───── RECORDS PROVIDED
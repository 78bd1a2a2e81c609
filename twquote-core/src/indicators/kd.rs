//! Stochastic oscillator KD.
//!
//! RSV over a trailing window (default 9 bars):
//!   RSV[t] = (close[t] - lowest low) / (highest high - lowest low) * 100
//! with `EPSILON` in place of a zero-width range.
//!
//! K and D are an explicit left fold over RSV starting from (50, 50):
//!   K[t] = 2/3 * K[t-1] + 1/3 * RSV[t]
//!   D[t] = 2/3 * D[t-1] + 1/3 * K[t]
//! An undefined or non-finite RSV resets both lines to 50.
//!
//! Two lines (separate Indicator instances): K and D. Each value depends on the
//! whole history before it, so the series must be in ascending date order.

use crate::components::indicator::{column, Indicator, KD_NEUTRAL};
use crate::domain::Bar;
use crate::indicators::numeric::safe_div;

pub const DEFAULT_RSV_PERIOD: usize = 9;

/// Which line of the stochastic to report.
#[derive(Debug, Clone, Copy, PartialEq, Eq)]
pub enum KdLine {
    K,
    D,
}

/// Fold state carried from one bar to the next.
#[derive(Debug, Clone, Copy, PartialEq)]
pub struct KdState {
    pub k: f64,
    pub d: f64,
}

impl KdState {
    /// Virtual state before the first bar.
    pub const SEED: KdState = KdState {
        k: KD_NEUTRAL,
        d: KD_NEUTRAL,
    };

    /// Advance by one bar.
    pub fn step(self, rsv: Option<f64>) -> KdState {
        match rsv.filter(|v| v.is_finite()) {
            Some(rsv) => {
                let k = (2.0 / 3.0) * self.k + (1.0 / 3.0) * rsv;
                let d = (2.0 / 3.0) * self.d + (1.0 / 3.0) * k;
                KdState { k, d }
            }
            None => KdState::SEED,
        }
    }
}

#[derive(Debug, Clone)]
pub struct Kd {
    period: usize,
    line: KdLine,
}

impl Kd {
    pub fn new(period: usize, line: KdLine) -> Self {
        assert!(period >= 1, "KD period must be >= 1");
        Self { period, line }
    }

    pub fn k() -> Self {
        Self::new(DEFAULT_RSV_PERIOD, KdLine::K)
    }

    pub fn d() -> Self {
        Self::new(DEFAULT_RSV_PERIOD, KdLine::D)
    }
}

impl Indicator for Kd {
    fn name(&self) -> &str {
        match self.line {
            KdLine::K => column::K,
            KdLine::D => column::D,
        }
    }

    fn compute(&self, bars: &[Bar]) -> Vec<Option<f64>> {
        let rsv = raw_stochastic(bars, self.period);
        kd_fold(&rsv, KdState::SEED)
            .into_iter()
            .map(|s| match self.line {
                KdLine::K => Some(s.k),
                KdLine::D => Some(s.d),
            })
            .collect()
    }
}

/// Raw stochastic value per bar. `None` during warmup or when the window has a
/// missing high, low or current close.
pub fn raw_stochastic(bars: &[Bar], period: usize) -> Vec<Option<f64>> {
    let mut result = vec![None; bars.len()];
    if period == 0 {
        return result;
    }

    for i in (period.saturating_sub(1))..bars.len() {
        let window = &bars[(i + 1 - period)..=i];
        let lows: Option<Vec<f64>> = window.iter().map(|b| b.low).collect();
        let highs: Option<Vec<f64>> = window.iter().map(|b| b.high).collect();
        let (Some(lows), Some(highs), Some(close)) = (lows, highs, bars[i].close) else {
            continue;
        };
        let low_min = lows.into_iter().fold(f64::INFINITY, f64::min);
        let high_max = highs.into_iter().fold(f64::NEG_INFINITY, f64::max);
        result[i] = Some(safe_div(close - low_min, high_max - low_min) * 100.0);
    }

    result
}

/// Left fold of RSV into K/D, one state per bar (the initial state is not emitted).
pub fn kd_fold(rsv: &[Option<f64>], initial: KdState) -> Vec<KdState> {
    rsv.iter()
        .scan(initial, |state, &r| {
            *state = state.step(r);
            Some(*state)
        })
        .collect()
}

#[cfg(test)]
mod tests {
    use super::*;
    use crate::indicators::{assert_approx, make_bars, DEFAULT_EPSILON};

    #[test]
    fn warmup_positions_are_neutral() {
        let bars = make_bars(&[10.0, 11.0, 12.0, 13.0, 14.0]);
        let k = Kd::k().compute(&bars);
        let d = Kd::d().compute(&bars);
        assert!(k.iter().all(|v| *v == Some(50.0)));
        assert!(d.iter().all(|v| *v == Some(50.0)));
    }

    #[test]
    fn rsv_uses_window_extremes() {
        // make_bars: high = max(open, close) + 1, low = min(open, close) - 1
        // Window of 3 ending at index 2: closes 10, 12, 11
        // lows: 9, 9, 10 → 9 ; highs: 11, 13, 13 → 13
        // RSV = (11 - 9) / (13 - 9) * 100 = 50
        let bars = make_bars(&[10.0, 12.0, 11.0]);
        let rsv = raw_stochastic(&bars, 3);
        assert_eq!(&rsv[..2], &[None, None]);
        assert_approx(rsv[2].unwrap(), 50.0, DEFAULT_EPSILON);
    }

    #[test]
    fn flat_window_uses_epsilon_denominator() {
        let flat: Vec<Bar> = make_bars(&[5.0; 4])
            .into_iter()
            .map(|mut b| {
                b.high = Some(5.0);
                b.low = Some(5.0);
                b
            })
            .collect();
        let rsv = raw_stochastic(&flat, 3);
        assert_eq!(rsv[3], Some(0.0));
    }

    #[test]
    fn fold_recursion_known_values() {
        let states = kd_fold(&[Some(80.0), Some(20.0)], KdState::SEED);
        // K1 = 2/3*50 + 1/3*80 = 60, D1 = 2/3*50 + 1/3*60 = 53.333...
        assert_approx(states[0].k, 60.0, DEFAULT_EPSILON);
        assert_approx(states[0].d, 160.0 / 3.0, DEFAULT_EPSILON);
        // K2 = 2/3*60 + 1/3*20 = 46.666..., D2 = 2/3*53.333 + 1/3*46.666
        assert_approx(states[1].k, 140.0 / 3.0, DEFAULT_EPSILON);
        assert_approx(states[1].d, (2.0 / 3.0) * (160.0 / 3.0) + (1.0 / 3.0) * (140.0 / 3.0), DEFAULT_EPSILON);
    }

    #[test]
    fn undefined_or_non_finite_rsv_resets_to_seed() {
        let states = kd_fold(
            &[Some(100.0), None, Some(100.0), Some(f64::INFINITY), Some(f64::NAN)],
            KdState::SEED,
        );
        assert_eq!(states[1], KdState::SEED);
        assert_eq!(states[3], KdState::SEED);
        assert_eq!(states[4], KdState::SEED);
        // After a reset the fold restarts from 50
        assert_eq!(states[2], states[0]);
    }

    #[test]
    fn initial_state_is_a_parameter() {
        let from_zero = kd_fold(&[Some(30.0)], KdState { k: 0.0, d: 0.0 });
        assert_approx(from_zero[0].k, 10.0, DEFAULT_EPSILON);
    }

    #[test]
    fn missing_low_in_window_leaves_rsv_undefined() {
        let mut bars = make_bars(&[10.0, 11.0, 12.0, 13.0]);
        bars[1].low = None;
        let rsv = raw_stochastic(&bars, 3);
        assert!(rsv[2].is_none());
        assert!(rsv[3].is_none());
    }
}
──────────
Copy every line above in which the string "highs" shows up.

        let highs: Option<Vec<f64>> = window.iter().map(|b| b.high).collect();
        let (Some(lows), Some(highs), Some(close)) = (lows, highs, bars[i].close) else {
        let high_max = highs.into_iter().fold(f64::NEG_INFINITY, f64::max);
        // lows: 9, 9, 10 → 9 ; highs: 11, 13, 13 → 13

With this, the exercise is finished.